**Assignment**
All of the entries below should be copied exactly as they appear.

**Supplied material**
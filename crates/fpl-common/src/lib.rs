//! FPL Common Library
//!
//! Ambient pieces shared by the FPL connector workspace members.
//!
//! - **Logging**: one place that wires `tracing-subscriber` for every binary
//! - **Errors**: the error type returned by the shared helpers
//!
//! # Example
//!
//! ```no_run
//! use fpl_common::logging::{init_logging, LogConfig};
//!
//! fn main() -> fpl_common::Result<()> {
//!     let config = LogConfig::from_env()?;
//!     let _guard = init_logging(&config)?;
//!     tracing::info!("connector started");
//!     Ok(())
//! }
//! ```

#![deny(clippy::unwrap_used, clippy::expect_used)]

pub mod error;
pub mod logging;

pub use error::{CommonError, Result};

**Solution to this problem**
filename crates/fpl-common/src/lib.rs
//! FPL Common Library
//!
//! Ambient pieces shared by the FPL connector workspace members.
//!
//! - **Logging**: one place that wires `tracing-subscriber` for every binary
//! - **Errors**: the error type returned by the shared helpers
//!
//! # Example
//!
//! ```no_run
//! use fpl_common::logging::{init_logging, LogConfig};
//!
//! fn main() -> fpl_common::Result<()> {
//!     let config = LogConfig::from_env()?;
//!     let _guard = init_logging(&config)?;
//!     tracing::info!("connector started");
//!     Ok(())
//! }
//! ```

#![deny(clippy::unwrap_used, clippy::expect_used)]

pub mod error;
pub mod logging;

pub use error::{CommonError, Result};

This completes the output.